Un año antes Alma calculaba que iba a vivir sin cambios hasta los noventa, pero ya no estaba tan segura; sospechaba que la muerte se le estaba acercando. Antes la sentía paseando por el barrio, después la escuchaba murmurando por los rincones en Lark House y ahora estaba asomándose en su apartamento. A los sesenta pensaba en la muerte como algo abstracto que no le concernía; a los setenta la consideraba un pariente lejano, fácil de olvidar, porque no se mencionaba, pero que inexorablemente llegaría de visita. Después de los ochenta, sin embargo, empezó a familiarizarse con ella y a comentarlo con Irina. La veía por aquí y por allá, bajo la forma de un árbol derribado en el parque, de una persona pelada por el cáncer, de su padre y su madre cruzando la calle; podía reconocerlos porque estaban igual que en la fotografía de Danzig. A veces era su hermano Samuel, muerto por segunda vez apaciblemente en su cama. Su tío Isaac Belasco se le aparecía vigoroso, como era antes de que le fallara el corazón, pero la tía Lillian llegaba a saludarla de vez en cuando en la duermevela del amanecer tal como era hacia el final de su vida, una viejecita vestida de color lila, ciega, sorda y feliz, porque creía que su marido la llevaba de la mano. «Mira esa sombra en la pared, Irina, ¿no parece la silueta de un hombre? Debe de ser Nathaniel. No te preocupes, niña, no estoy demente, sé que sólo es mi imaginación». Le hablaba de Nathaniel, de su bondad, su talento para resolver problemas y abordar dificultades, de cómo fue y seguía siendo su ángel de la guarda.
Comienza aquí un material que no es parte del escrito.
use sea_orm::{ConnectionTrait, Database, DatabaseConnection, DbErr, Statement};

pub async fn init_db(database_url: &str) -> Result<DatabaseConnection, DbErr> {
    let db = Database::connect(database_url).await?;

    // Run migrations manually (simple SQL)
    run_migrations(&db).await?;

    Ok(db)
}

const MIGRATIONS: &[&str] = &[
    r#"
    CREATE TABLE IF NOT EXISTS users (
        id INTEGER PRIMARY KEY AUTOINCREMENT,
        username TEXT NOT NULL UNIQUE,
        password_hash TEXT NOT NULL,
        role TEXT NOT NULL DEFAULT 'user',
        created_at TEXT NOT NULL,
        updated_at TEXT NOT NULL
    )
    "#,
    r#"
    CREATE TABLE IF NOT EXISTS empresas (
        id INTEGER PRIMARY KEY AUTOINCREMENT,
        nombre TEXT NOT NULL,
        rut TEXT,
        giro TEXT,
        direccion TEXT,
        email TEXT,
        telefono TEXT,
        tipo TEXT NOT NULL DEFAULT 'cliente_final',
        created_at TEXT NOT NULL,
        updated_at TEXT NOT NULL
    )
    "#,
    r#"
    CREATE TABLE IF NOT EXISTS contactos (
        id INTEGER PRIMARY KEY AUTOINCREMENT,
        nombre TEXT NOT NULL,
        apellido TEXT,
        email TEXT,
        telefono TEXT,
        cargo TEXT,
        empresa_id INTEGER,
        created_at TEXT NOT NULL,
        updated_at TEXT NOT NULL,
        FOREIGN KEY (empresa_id) REFERENCES empresas(id) ON DELETE SET NULL
    )
    "#,
    r#"
    CREATE TABLE IF NOT EXISTS negocios (
        id INTEGER PRIMARY KEY AUTOINCREMENT,
        numero INTEGER NOT NULL,
        contacto_id INTEGER NOT NULL,
        productora_id INTEGER,
        cliente_final_id INTEGER,
        evento_nombre TEXT NOT NULL,
        evento_tipo TEXT,
        evento_fecha TEXT,
        evento_ubicacion TEXT,
        asistentes_esperados INTEGER,
        estado TEXT NOT NULL DEFAULT 'oportunidad_creada',
        hubspot_deal_id TEXT,
        owner_id INTEGER,
        fecha_cierre TEXT,
        created_at TEXT NOT NULL,
        updated_at TEXT NOT NULL,
        FOREIGN KEY (contacto_id) REFERENCES contactos(id) ON DELETE RESTRICT,
        FOREIGN KEY (productora_id) REFERENCES empresas(id) ON DELETE SET NULL,
        FOREIGN KEY (cliente_final_id) REFERENCES empresas(id) ON DELETE SET NULL,
        FOREIGN KEY (owner_id) REFERENCES users(id) ON DELETE SET NULL
    )
    "#,
    // Not UNIQUE: duplicates from imports or manual edits are repaired by the audit
    "CREATE INDEX IF NOT EXISTS idx_negocios_numero ON negocios (numero)",
    r#"
    CREATE TABLE IF NOT EXISTS presupuestos (
        id INTEGER PRIMARY KEY AUTOINCREMENT,
        negocio_id INTEGER NOT NULL,
        nombre TEXT NOT NULL,
        estado TEXT NOT NULL DEFAULT 'borrador',
        total REAL NOT NULL DEFAULT 0,
        fecha_envio TEXT,
        fecha_aprobacion TEXT,
        fecha_rechazo TEXT,
        fecha_vencimiento TEXT,
        created_at TEXT NOT NULL,
        updated_at TEXT NOT NULL,
        FOREIGN KEY (negocio_id) REFERENCES negocios(id) ON DELETE CASCADE
    )
    "#,
    r#"
    CREATE TABLE IF NOT EXISTS productos_presupuesto (
        id INTEGER PRIMARY KEY AUTOINCREMENT,
        presupuesto_id INTEGER NOT NULL,
        producto_id INTEGER,
        nombre TEXT NOT NULL,
        descripcion TEXT,
        cantidad REAL NOT NULL,
        precio_unitario REAL NOT NULL,
        descuento_porcentaje REAL NOT NULL DEFAULT 0,
        total REAL NOT NULL,
        comentarios TEXT,
        FOREIGN KEY (presupuesto_id) REFERENCES presupuestos(id) ON DELETE CASCADE
    )
    "#,
    r#"
    CREATE TABLE IF NOT EXISTS lineas_producto (
        id INTEGER PRIMARY KEY AUTOINCREMENT,
        nombre TEXT NOT NULL UNIQUE,
        descripcion TEXT,
        created_at TEXT NOT NULL
    )
    "#,
    r#"
    CREATE TABLE IF NOT EXISTS productos_biblioteca (
        id INTEGER PRIMARY KEY AUTOINCREMENT,
        nombre TEXT NOT NULL,
        descripcion TEXT,
        precio_base REAL NOT NULL DEFAULT 0,
        linea_producto_id INTEGER,
        activo BOOLEAN NOT NULL DEFAULT 1,
        created_at TEXT NOT NULL,
        updated_at TEXT NOT NULL,
        FOREIGN KEY (linea_producto_id) REFERENCES lineas_producto(id) ON DELETE SET NULL
    )
    "#,
    r#"
    CREATE TABLE IF NOT EXISTS hubspot_api_keys (
        id INTEGER PRIMARY KEY AUTOINCREMENT,
        user_id INTEGER NOT NULL UNIQUE,
        api_key TEXT NOT NULL,
        activo BOOLEAN NOT NULL DEFAULT 1,
        created_at TEXT NOT NULL,
        updated_at TEXT NOT NULL,
        FOREIGN KEY (user_id) REFERENCES users(id) ON DELETE CASCADE
    )
    "#,
    r#"
    CREATE TABLE IF NOT EXISTS hubspot_stage_mapping (
        id INTEGER PRIMARY KEY AUTOINCREMENT,
        user_id INTEGER NOT NULL,
        estado_negocio TEXT NOT NULL,
        hubspot_stage_id TEXT NOT NULL,
        hubspot_pipeline_id TEXT,
        created_at TEXT NOT NULL,
        UNIQUE (user_id, estado_negocio),
        FOREIGN KEY (user_id) REFERENCES users(id) ON DELETE CASCADE
    )
    "#,
    r#"
    CREATE TABLE IF NOT EXISTS configuracion_marca (
        id INTEGER PRIMARY KEY,
        nombre_empresa TEXT NOT NULL,
        rut TEXT,
        direccion TEXT,
        telefono TEXT,
        email TEXT,
        sitio_web TEXT,
        logo_path TEXT,
        color_primario TEXT NOT NULL DEFAULT '#1f2937',
        color_secundario TEXT NOT NULL DEFAULT '#f59e0b',
        updated_at TEXT NOT NULL
    )
    "#,
    r#"
    CREATE TABLE IF NOT EXISTS budget_terms_config (
        id INTEGER PRIMARY KEY,
        condiciones_pago TEXT NOT NULL,
        validez_dias INTEGER NOT NULL DEFAULT 30,
        notas TEXT,
        updated_at TEXT NOT NULL
    )
    "#,
    r#"
    CREATE TABLE IF NOT EXISTS sync_queue (
        id TEXT PRIMARY KEY,
        negocio_id INTEGER NOT NULL,
        operacion TEXT NOT NULL,
        prioridad INTEGER NOT NULL DEFAULT 2,
        estado TEXT NOT NULL DEFAULT 'pending',
        payload TEXT,
        intentos INTEGER NOT NULL DEFAULT 0,
        max_intentos INTEGER NOT NULL DEFAULT 5,
        error_message TEXT,
        created_at TEXT NOT NULL,
        updated_at TEXT NOT NULL
    )
    "#,
    "CREATE INDEX IF NOT EXISTS idx_sync_queue_estado ON sync_queue (estado, prioridad, created_at)",
    r#"
    CREATE TABLE IF NOT EXISTS sync_conflicts (
        id INTEGER PRIMARY KEY AUTOINCREMENT,
        negocio_id INTEGER NOT NULL,
        estado_local TEXT NOT NULL,
        estado_remoto TEXT NOT NULL,
        hubspot_stage_remoto TEXT NOT NULL,
        status TEXT NOT NULL DEFAULT 'abierto',
        resolucion TEXT,
        detected_at TEXT NOT NULL,
        resolved_at TEXT
    )
    "#,
    r#"
    CREATE TABLE IF NOT EXISTS business_number_log (
        id INTEGER PRIMARY KEY AUTOINCREMENT,
        negocio_id INTEGER NOT NULL,
        numero INTEGER NOT NULL,
        accion TEXT NOT NULL,
        created_at TEXT NOT NULL
    )
    "#,
    // Single-row configuration tables
    r#"
    INSERT OR IGNORE INTO configuracion_marca (id, nombre_empresa, color_primario, color_secundario, updated_at)
    VALUES (1, 'Mi Empresa', '#1f2937', '#f59e0b', datetime('now'))
    "#,
    r#"
    INSERT OR IGNORE INTO budget_terms_config (id, condiciones_pago, validez_dias, notas, updated_at)
    VALUES (1, '50% al aprobar, 50% contra entrega', 30, NULL, datetime('now'))
    "#,
];

async fn run_migrations(db: &DatabaseConnection) -> Result<(), DbErr> {
    for sql in MIGRATIONS {
        db.execute(Statement::from_string(
            db.get_database_backend(),
            sql.to_string(),
        ))
        .await?;
    }

    tracing::debug!("Applied {} schema statements", MIGRATIONS.len());
    Ok(())
}

#[cfg(test)]
mod tests {
    use super::*;
    use crate::models::{budget_terms_config, configuracion_marca};
    use sea_orm::EntityTrait;

    #[tokio::test]
    async fn migrations_are_idempotent_and_seed_config_rows() {
        let db = init_db("sqlite::memory:").await.expect("Failed to init db");
        run_migrations(&db).await.expect("Second run should be a no-op");

        let marca = configuracion_marca::Entity::find_by_id(1)
            .one(&db)
            .await
            .unwrap()
            .expect("brand row");
        assert_eq!(marca.nombre_empresa, "Mi Empresa");

        let terms = budget_terms_config::Entity::find_by_id(1)
            .one(&db)
            .await
            .unwrap()
            .expect("terms row");
        assert_eq!(terms.validez_dias, 30);
    }
}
—Es una manera de hablar, Irina, no existen los ángeles personales.

—¡Claro que existen! Si yo no tuviera un par de ángeles de la guarda ya estaría muerta, o tal vez habría cometido un crimen y estaría presa.

—¡Qué ocurrencias tienes, Irina! En la tradición judía los ángeles son mensajeros de Dios, no son guardaespaldas de los humanos, pero yo cuento con mi guardaespaldas: Nathaniel. Me cuidó siempre, primero como un hermano mayor, después como un esposo perfecto. Nunca podré pagarle todo lo que hizo por mí.
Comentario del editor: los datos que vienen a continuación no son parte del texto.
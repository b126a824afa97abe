//! Infrastructure layer - Framework implementations
//!
//! This layer contains:
//! - Database connection and migrations (db)
//! - HTTP server setup (server)
//! - Configuration loading (config)
//! - Authentication (auth)
//! - Demo data (seed)
//! - Application state (state)

pub mod auth;
pub mod config;
pub mod db;
pub mod seed;
pub mod server;
pub mod state;

pub use state::AppState;
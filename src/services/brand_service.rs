//! Brand configuration printed on quotes, including the logo upload
#![allow(clippy::needless_update)]

use image::ImageFormat;
use once_cell::sync::Lazy;
use regex::Regex;
use sea_orm::{ActiveModelTrait, ConnectionTrait, EntityTrait, Set};
use serde::{Deserialize, Serialize};
use std::path::{Path, PathBuf};
use utoipa::ToSchema;

use super::{clean, now_timestamp};
use crate::domain::DomainError;
use crate::domain::validation::validate_optional_email;
use crate::models::configuracion_marca;

const BRAND_ID: i32 = 1;
pub const MAX_LOGO_BYTES: usize = 2 * 1024 * 1024;

static HEX_COLOR_RE: Lazy<Regex> =
    Lazy::new(|| Regex::new(r"^#[0-9a-fA-F]{6}$").expect("color regex is valid"));

#[derive(Debug, Clone, Default, Deserialize, ToSchema)]
pub struct UpdateBrandInput {
    pub nombre_empresa: Option<String>,
    pub rut: Option<String>,
    pub direccion: Option<String>,
    pub telefono: Option<String>,
    pub email: Option<String>,
    pub sitio_web: Option<String>,
    pub color_primario: Option<String>,
    pub color_secundario: Option<String>,
}

#[derive(Debug, Clone, Serialize, ToSchema)]
pub struct LogoUploaded {
    pub logo_path: String,
    pub width: u32,
    pub height: u32,
}

pub async fn get_brand<C: ConnectionTrait>(
    db: &C,
) -> Result<configuracion_marca::Model, DomainError> {
    configuracion_marca::Entity::find_by_id(BRAND_ID)
        .one(db)
        .await?
        .ok_or_else(|| DomainError::Internal("brand configuration row is missing".to_string()))
}

fn check_color(field: &str, value: &str) -> Result<(), DomainError> {
    if HEX_COLOR_RE.is_match(value) {
        Ok(())
    } else {
        Err(DomainError::validation(format!("{} must look like #1a2b3c", field)))
    }
}

pub async fn update_brand<C: ConnectionTrait>(
    db: &C,
    input: UpdateBrandInput,
) -> Result<configuracion_marca::Model, DomainError> {
    validate_optional_email(input.email.as_deref()).map_err(DomainError::Validation)?;

    let mut active: configuracion_marca::ActiveModel = get_brand(db).await?.into();

    if let Some(nombre) = input.nombre_empresa {
        let nombre = nombre.trim().to_string();
        if nombre.is_empty() {
            return Err(DomainError::validation("nombre_empresa cannot be empty"));
        }
        active.nombre_empresa = Set(nombre);
    }
    if input.rut.is_some() {
        active.rut = Set(clean(input.rut));
    }
    if input.direccion.is_some() {
        active.direccion = Set(clean(input.direccion));
    }
    if input.telefono.is_some() {
        active.telefono = Set(clean(input.telefono));
    }
    if input.email.is_some() {
        active.email = Set(clean(input.email));
    }
    if input.sitio_web.is_some() {
        active.sitio_web = Set(clean(input.sitio_web));
    }
    if let Some(color) = input.color_primario {
        check_color("color_primario", &color)?;
        active.color_primario = Set(color);
    }
    if let Some(color) = input.color_secundario {
        check_color("color_secundario", &color)?;
        active.color_secundario = Set(color);
    }

    active.updated_at = Set(now_timestamp());
    Ok(active.update(db).await?)
}

/// Check that the bytes are a PNG or JPEG that actually decodes.
pub fn inspect_logo(bytes: &[u8]) -> Result<(ImageFormat, u32, u32), DomainError> {
    if bytes.is_empty() {
        return Err(DomainError::validation("logo file is empty"));
    }
    if bytes.len() > MAX_LOGO_BYTES {
        return Err(DomainError::validation(format!(
            "logo is larger than {} bytes",
            MAX_LOGO_BYTES
        )));
    }

    let format = image::guess_format(bytes)
        .map_err(|_| DomainError::validation("logo must be a PNG or JPEG image"))?;
    if !matches!(format, ImageFormat::Png | ImageFormat::Jpeg) {
        return Err(DomainError::validation("logo must be a PNG or JPEG image"));
    }

    let decoded = image::load_from_memory_with_format(bytes, format)
        .map_err(|e| DomainError::validation(format!("logo could not be decoded: {}", e)))?;

    Ok((format, decoded.width(), decoded.height()))
}

/// Store a validated logo under `upload_dir` and point the brand row at it.
pub async fn save_logo<C: ConnectionTrait>(
    db: &C,
    upload_dir: &Path,
    bytes: &[u8],
) -> Result<LogoUploaded, DomainError> {
    let (format, width, height) = inspect_logo(bytes)?;
    let extension = match format {
        ImageFormat::Jpeg => "jpg",
        _ => "png",
    };

    tokio::fs::create_dir_all(upload_dir)
        .await
        .map_err(|e| DomainError::Internal(format!("cannot create upload dir: {}", e)))?;

    let file_name = format!("logo-{}.{}", uuid::Uuid::new_v4(), extension);
    let path: PathBuf = upload_dir.join(&file_name);
    tokio::fs::write(&path, bytes)
        .await
        .map_err(|e| DomainError::Internal(format!("cannot write logo: {}", e)))?;

    let previous = get_brand(db).await?;
    let logo_path = format!("/uploads/{}", file_name);

    let mut active: configuracion_marca::ActiveModel = previous.clone().into();
    active.logo_path = Set(Some(logo_path.clone()));
    active.updated_at = Set(now_timestamp());
    active.update(db).await?;

    if let Some(old) = previous
        .logo_path
        .as_deref()
        .and_then(|p| p.strip_prefix("/uploads/"))
        && let Err(e) = tokio::fs::remove_file(upload_dir.join(old)).await
    {
        tracing::warn!("Could not remove previous logo {}: {}", old, e);
    }

    tracing::info!("Brand logo stored at {} ({}x{})", path.display(), width, height);
    Ok(LogoUploaded {
        logo_path,
        width,
        height,
    })
}

#[cfg(test)]
mod tests {
    use super::*;
    use crate::db::init_db;
    use std::io::Cursor;

    fn tiny_png() -> Vec<u8> {
        let img = image::RgbImage::from_pixel(3, 2, image::Rgb([200, 10, 10]));
        let mut out = Cursor::new(Vec::new());
        img.write_to(&mut out, ImageFormat::Png).unwrap();
        out.into_inner()
    }

    #[test]
    fn accepts_real_png_and_rejects_garbage() {
        let (format, w, h) = inspect_logo(&tiny_png()).unwrap();
        assert_eq!(format, ImageFormat::Png);
        assert_eq!((w, h), (3, 2));

        assert!(inspect_logo(b"not an image").is_err());
        assert!(inspect_logo(&[]).is_err());
        assert!(inspect_logo(&vec![0u8; MAX_LOGO_BYTES + 1]).is_err());
    }

    #[tokio::test]
    async fn logo_is_written_and_linked() {
        let db = init_db("sqlite::memory:").await.expect("Failed to init db");
        let dir = tempfile::tempdir().unwrap();

        let uploaded = save_logo(&db, dir.path(), &tiny_png()).await.unwrap();
        assert!(uploaded.logo_path.starts_with("/uploads/logo-"));

        let brand = get_brand(&db).await.unwrap();
        assert_eq!(brand.logo_path, Some(uploaded.logo_path.clone()));

        let file = uploaded.logo_path.trim_start_matches("/uploads/");
        assert!(dir.path().join(file).exists());
    }

    #[tokio::test]
    async fn rejects_bad_colors_and_emails() {
        let db = init_db("sqlite::memory:").await.expect("Failed to init db");

        let bad_color = update_brand(
            &db,
            UpdateBrandInput {
                color_primario: Some("red".into()),
                ..Default::default()
            },
        )
        .await;
        assert!(matches!(bad_color, Err(DomainError::Validation(_))));

        let bad_email = update_brand(
            &db,
            UpdateBrandInput {
                email: Some("a..b@x.cl".into()),
                ..Default::default()
            },
        )
        .await;
        assert!(matches!(bad_email, Err(DomainError::Validation(_))));

        let ok = update_brand(
            &db,
            UpdateBrandInput {
                nombre_empresa: Some("Acreditaciones Sur".into()),
                color_primario: Some("#0a0B0c".into()),
                ..Default::default()
            },
        )
        .await
        .unwrap();
        assert_eq!(ok.nombre_empresa, "Acreditaciones Sur");
    }
}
—Estuvieron casados casi treinta años, Alma, tuvieron un hijo y nietos, trabajaron juntos en la Fundación Belasco, usted lo cuidó en su enfermedad y lo sostuvo hasta el final. Seguramente él pensaba lo mismo, que no podría pagarle a usted lo que hizo por él.

—Nathaniel merecía mucho más amor del que yo le di, Irina.

—Es decir, ¿lo quiso más como hermano que como marido?

—Amigo, primo, hermano, marido… No sé la diferencia. Cuando nos casamos hubo habladurías porque éramos primos, eso se consideraba incesto, creo que todavía lo es. Supongo que nuestro amor siempre fue incestuoso.